The GOP antidote to Clinton?

Republican Carly Fiorina is eagerly portraying herself as the electoral antidote to Democratic front-runner Hillary Clinton.

It’s a role she’s been playing for some time, turning heads at GOP events this winter for her sharp jabs at the former secretary of State. 

{mosads}The former Hewlett-Packard CEO is revving up for her own run at the White House, with The Wall Street Journal reporting she’ll make her bid official with a May 4 online announcement. Until then, she’s already seizing on Clinton’s entrance in the race last week to bolster her candidacy in a male-dominated GOP field.

On the day that the former first lady officially launched her White House bid earlier this month, Fiorina posted a video to her Facebook page, insisting that the Democrat was “not the woman for the White House” — leaving little doubt about whom she thought would fit that role.

Fiorina even took an implicit personal shot at the Clintons after she was asked to respond to another female business executive, Cheryl Rios, who had claimed that the presidency was best “left to a man.”

“I think American history is littered with examples of men whose judgment was clouded by their hormones, including in the Oval Office,” Fiorina hit back on “Fox & Friends.” The remark was widely seen as an allusion to former President Clinton’s affair with Monica Lewinsky.

Fiorina, who made a failed bid for the Senate in 2010 against Sen. Barbara Boxer (D-Calif.), is in the middle of a five-day trip to Iowa, where the first caucuses will be held early next year.

She has a difficult needle to thread, since she is emphasizing her gender in a party that has long been wary of identity politics. Her argument is that in a woman vs. woman contest, attention could be properly focused on the issues rather than on the history-making possibilities of the first female president.

“Gender shouldn’t be the basis upon which we make that decision,” she said during the same “Fox & Friends” appearance.

The argument finds support among conservatives and Republicans.

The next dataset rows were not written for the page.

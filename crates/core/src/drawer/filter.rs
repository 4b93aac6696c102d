use crate::models::{Card, CardKind, Rarity};

/// Whether a card is currently used by one of the player's trains.
#[derive(Debug, Clone, Copy, PartialEq, Eq)]
pub enum EquipStatus {
    /// On a train or loaded into a rail car.
    Equipped,
    /// Free to equip.
    Available,
}

/// Client-side inventory filter. Every set criterion must match.
#[derive(Debug, Clone, Copy, Default, PartialEq, Eq)]
pub struct InventoryFilter {
    /// Equip status criterion.
    pub status: Option<EquipStatus>,
    /// Card kind criterion.
    pub kind: Option<CardKind>,
    /// Rarity criterion.
    pub rarity: Option<Rarity>,
}

impl InventoryFilter {
    /// Filter matching every card.
    pub fn all() -> Self {
        Self::default()
    }

    /// Add an equip status criterion.
    pub fn with_status(mut self, status: EquipStatus) -> Self {
        self.status = Some(status);
        self
    }

    /// Add a kind criterion.
    pub fn with_kind(mut self, kind: CardKind) -> Self {
        self.kind = Some(kind);
        self
    }

    /// Add a rarity criterion.
    pub fn with_rarity(mut self, rarity: Rarity) -> Self {
        self.rarity = Some(rarity);
        self
    }

    /// Whether `card` passes; `equipped` tells whether any train uses it.
    pub fn matches(&self, card: &Card, equipped: bool) -> bool {
        let status = if equipped {
            EquipStatus::Equipped
        } else {
            EquipStatus::Available
        };
        self.status.map_or(true, |wanted| wanted == status)
            && self.kind.map_or(true, |wanted| wanted == card.kind())
            && self.rarity.map_or(true, |wanted| wanted == card.rarity)
    }

    /// Whether no criterion is set.
    pub fn is_empty(&self) -> bool {
        *self == Self::default()
    }
}
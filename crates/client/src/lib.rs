// ABOUTME: Async client for the upstream content API.
// ABOUTME: Re-exports the public API: Client, ClientBuilder, Options, FetchError and the normalized records.

//! playfeed-client fetches the media catalog and per-title detail documents
//! and returns them as stable [`Summary`] and [`Details`] records.
//!
//! # Example
//!
//! ```no_run
//! use playfeed_client::{Client, FetchError};
//! use tokio_util::sync::CancellationToken;
//!
//! #[tokio::main]
//! async fn main() -> Result<(), FetchError> {
//!     let client = Client::builder().build()?;
//!     let cancel = CancellationToken::new();
//!     let catalog = client.fetch_catalog(&cancel).await?;
//!     if let Some(first) = catalog.first() {
//!         let details = client.fetch_details(&first.url, &cancel, first).await?;
//!         println!("{}", details.title());
//!     }
//!     Ok(())
//! }
//! ```

pub mod client;
pub mod error;
pub mod options;
pub mod resource;

pub use crate::client::Client;
pub use crate::error::FetchError;
pub use crate::options::{ClientBuilder, Options};
pub use playfeed_normalize::{Details, Fallback, Summary};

“None of the male candidates will get away with directly posing those questions [to Hillary Clinton] about gender: ‘Other than gender, what is your rationale?’ ” Republican pollster Kellyanne Conway told The Hill. “A female messenger can more ably poke holes in the idea that women should vote based upon their gender.”

Syndicated columnist Cal Thomas has written that, “the polls don’t register much support for Fiorina but if people listen to what she has to say, particularly about Hillary Clinton, that could change.”

National Review’s John Fund acknowledged that the businesswoman was getting attention because of her gender and professional background but added, “more and more people are staying to listen because she has something fresh to say.” 

The mountain Fiorina has to climb is very steep, however. Her poll numbers are mired in the single digits. She has never held elected office. She lost her Senate race to Boxer by 10 percentage points. And she has acknowledged that outsourcing during her time at the helm of HP is likely to be an issue if she becomes a serious contender.

Even some people who are sympathetic to her overall worldview are doubtful she can really make headway.

“It’s nice to have a woman in the field. But is she the right woman for the party right now? I’m not sure about that,” said Nicole McCleskey, another GOP pollster. 

Though most GOP strategists are reluctant to admit it, there is a belief in some quarters that Fiorina is more likely to assist the party in demonstrating its inclusiveness than she is likely to become the nominee.

The Republican Party’s record with female voters in the past two presidential elections is very poor. President Obama won the backing of 55 percent of female voters versus 44 percent for former Massachusetts Gov. Mitt Romney in 2012. Back in 2008, Obama’s advantage was 13 percentage points over GOP nominee Sen. John McCain (Ariz.).

TV debates in this year’s cycle that could feature 10 or 15 men and no women, if Fiorina fails to make the cut, would hardly help the GOP’s cause.

“It’s a perceptual problem that the party continues to face. There is certainly awareness and attention focused on it,” McCleskey said.

Michelle Bernard, formerly of the right-leaning Independent Women’s Forum and now the president and CEO of the Bernard Center, said she had entertained hopes McCain might have chosen Fiorina rather than then-Alaska Gov. Sarah Palin as his running mate in 2008. 

“The mistake that Republicans made in 2008 was assuming that the country would vote for any woman, as long as there was a woman on the ticket. That was not the case,” she said.

Other observers suggest that there is an obvious problem for Fiorina: the argument that she is able to neutralize Clinton only becomes relevant if one believes that she has a credible shot at becoming the GOP nominee.

“I can’t envision any scenario in which that is the case,” said Jennifer Lawless, the director of the Women & Politics Institute at American University. “Yes, it’s true that, if there were a female Republican nominee and a female Democratic nominee, that would steal some of Hillary Clinton’s thunder. But that’s not going to happen.”

Still, for some conservatives the reality is simple: a strong run by Fiorina can’t hurt the party among female voters.

“When you think about what you saw in the last two elections, and you think [of things like] Mitt Romney and ‘binders full of women,’ and all of the discussions that pigeonholed women …” Bernard recalls. “Carly Fiorina can only help the Republican Party with its huge gender gap.”